*** Begin section ***

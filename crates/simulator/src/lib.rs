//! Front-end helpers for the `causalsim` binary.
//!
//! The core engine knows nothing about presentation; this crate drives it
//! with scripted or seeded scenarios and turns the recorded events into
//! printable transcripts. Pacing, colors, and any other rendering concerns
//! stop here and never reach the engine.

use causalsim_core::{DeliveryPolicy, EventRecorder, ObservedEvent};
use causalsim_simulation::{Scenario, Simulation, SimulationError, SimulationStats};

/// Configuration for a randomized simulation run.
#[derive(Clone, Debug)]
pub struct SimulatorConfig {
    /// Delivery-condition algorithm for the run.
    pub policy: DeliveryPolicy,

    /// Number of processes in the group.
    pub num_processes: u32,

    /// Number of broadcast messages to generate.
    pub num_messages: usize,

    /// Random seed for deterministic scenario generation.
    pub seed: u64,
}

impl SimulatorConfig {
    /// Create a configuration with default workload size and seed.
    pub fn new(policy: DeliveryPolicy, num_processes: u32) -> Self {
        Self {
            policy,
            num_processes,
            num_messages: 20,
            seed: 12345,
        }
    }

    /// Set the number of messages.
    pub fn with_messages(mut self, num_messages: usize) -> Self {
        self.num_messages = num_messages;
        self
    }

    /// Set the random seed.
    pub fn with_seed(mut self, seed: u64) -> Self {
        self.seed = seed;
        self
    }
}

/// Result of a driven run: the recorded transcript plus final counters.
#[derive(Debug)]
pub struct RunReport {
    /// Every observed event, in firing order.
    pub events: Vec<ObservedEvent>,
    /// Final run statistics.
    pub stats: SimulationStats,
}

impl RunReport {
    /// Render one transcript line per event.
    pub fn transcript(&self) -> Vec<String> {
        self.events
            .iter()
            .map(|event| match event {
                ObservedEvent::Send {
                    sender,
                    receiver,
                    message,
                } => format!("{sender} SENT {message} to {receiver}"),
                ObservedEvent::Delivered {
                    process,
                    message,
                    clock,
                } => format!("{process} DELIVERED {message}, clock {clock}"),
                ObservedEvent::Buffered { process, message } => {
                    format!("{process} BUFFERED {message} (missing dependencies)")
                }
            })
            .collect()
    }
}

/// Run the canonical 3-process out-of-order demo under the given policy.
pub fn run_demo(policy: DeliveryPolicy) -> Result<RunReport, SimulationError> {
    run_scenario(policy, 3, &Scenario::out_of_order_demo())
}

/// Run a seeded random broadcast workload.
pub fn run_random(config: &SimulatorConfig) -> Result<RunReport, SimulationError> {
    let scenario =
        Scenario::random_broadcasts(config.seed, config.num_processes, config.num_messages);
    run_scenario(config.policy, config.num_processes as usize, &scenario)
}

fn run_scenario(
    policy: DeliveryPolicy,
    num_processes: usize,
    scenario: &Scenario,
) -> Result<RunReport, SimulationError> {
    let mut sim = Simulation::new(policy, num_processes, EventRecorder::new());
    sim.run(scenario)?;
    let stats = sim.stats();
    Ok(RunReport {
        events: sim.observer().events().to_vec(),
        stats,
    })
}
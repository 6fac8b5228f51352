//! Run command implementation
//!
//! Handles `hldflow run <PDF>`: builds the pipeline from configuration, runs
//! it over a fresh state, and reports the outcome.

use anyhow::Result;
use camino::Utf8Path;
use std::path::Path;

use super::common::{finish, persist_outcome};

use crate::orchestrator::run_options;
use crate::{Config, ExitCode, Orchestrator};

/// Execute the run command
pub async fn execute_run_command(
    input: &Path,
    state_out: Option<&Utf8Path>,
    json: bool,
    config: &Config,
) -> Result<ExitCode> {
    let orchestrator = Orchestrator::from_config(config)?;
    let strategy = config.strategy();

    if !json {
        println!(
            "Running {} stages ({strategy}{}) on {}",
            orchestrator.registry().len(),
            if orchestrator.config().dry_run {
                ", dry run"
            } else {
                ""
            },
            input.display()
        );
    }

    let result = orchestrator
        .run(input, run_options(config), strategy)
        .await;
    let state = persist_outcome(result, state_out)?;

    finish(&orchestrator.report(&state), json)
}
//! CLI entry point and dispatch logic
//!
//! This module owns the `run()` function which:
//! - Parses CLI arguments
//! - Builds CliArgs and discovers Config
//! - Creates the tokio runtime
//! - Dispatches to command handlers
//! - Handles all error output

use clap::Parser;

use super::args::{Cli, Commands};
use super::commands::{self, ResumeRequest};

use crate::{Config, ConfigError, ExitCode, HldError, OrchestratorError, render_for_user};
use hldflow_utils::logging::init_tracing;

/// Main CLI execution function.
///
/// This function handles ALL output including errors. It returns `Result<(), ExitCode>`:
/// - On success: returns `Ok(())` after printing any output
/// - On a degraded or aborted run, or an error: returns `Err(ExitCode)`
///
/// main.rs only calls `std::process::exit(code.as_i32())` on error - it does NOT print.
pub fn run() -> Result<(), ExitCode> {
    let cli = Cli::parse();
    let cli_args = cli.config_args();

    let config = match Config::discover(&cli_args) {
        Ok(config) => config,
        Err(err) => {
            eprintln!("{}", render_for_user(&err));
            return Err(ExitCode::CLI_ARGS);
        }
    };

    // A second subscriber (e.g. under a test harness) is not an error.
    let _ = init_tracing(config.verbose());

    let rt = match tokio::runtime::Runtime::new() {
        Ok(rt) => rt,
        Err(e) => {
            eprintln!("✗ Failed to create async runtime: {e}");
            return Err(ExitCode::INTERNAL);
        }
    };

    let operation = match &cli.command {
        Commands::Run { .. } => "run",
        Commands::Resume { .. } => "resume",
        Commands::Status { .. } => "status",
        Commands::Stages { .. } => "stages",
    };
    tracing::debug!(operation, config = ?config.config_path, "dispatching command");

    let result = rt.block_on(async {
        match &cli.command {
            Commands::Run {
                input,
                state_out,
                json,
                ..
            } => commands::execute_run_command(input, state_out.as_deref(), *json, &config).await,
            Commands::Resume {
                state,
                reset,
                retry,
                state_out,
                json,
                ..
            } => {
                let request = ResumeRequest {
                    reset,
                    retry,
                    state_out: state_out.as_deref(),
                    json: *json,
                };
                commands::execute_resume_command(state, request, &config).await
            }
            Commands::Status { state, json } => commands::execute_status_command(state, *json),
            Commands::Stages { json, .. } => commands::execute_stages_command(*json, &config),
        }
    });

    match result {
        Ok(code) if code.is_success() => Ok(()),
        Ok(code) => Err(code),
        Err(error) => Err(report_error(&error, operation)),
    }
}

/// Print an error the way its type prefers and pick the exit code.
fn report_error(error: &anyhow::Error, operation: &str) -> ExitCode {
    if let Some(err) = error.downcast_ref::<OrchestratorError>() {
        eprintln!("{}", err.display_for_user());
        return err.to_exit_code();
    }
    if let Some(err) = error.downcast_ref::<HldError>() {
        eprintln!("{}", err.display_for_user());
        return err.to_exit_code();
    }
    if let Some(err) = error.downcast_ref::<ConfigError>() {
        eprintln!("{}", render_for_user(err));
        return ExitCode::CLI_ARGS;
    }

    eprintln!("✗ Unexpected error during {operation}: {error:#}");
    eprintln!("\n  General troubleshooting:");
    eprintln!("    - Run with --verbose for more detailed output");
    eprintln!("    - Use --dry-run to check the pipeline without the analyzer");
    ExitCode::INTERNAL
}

*** End section ***

§ WHAT YOU SHOULD DO
When a line of the records holds the word "EventRecorder", copy that line.

§ ANSWER FOR THE TASK
use causalsim_core::{DeliveryPolicy, EventRecorder, ObservedEvent};
    let mut sim = Simulation::new(policy, num_processes, EventRecorder::new());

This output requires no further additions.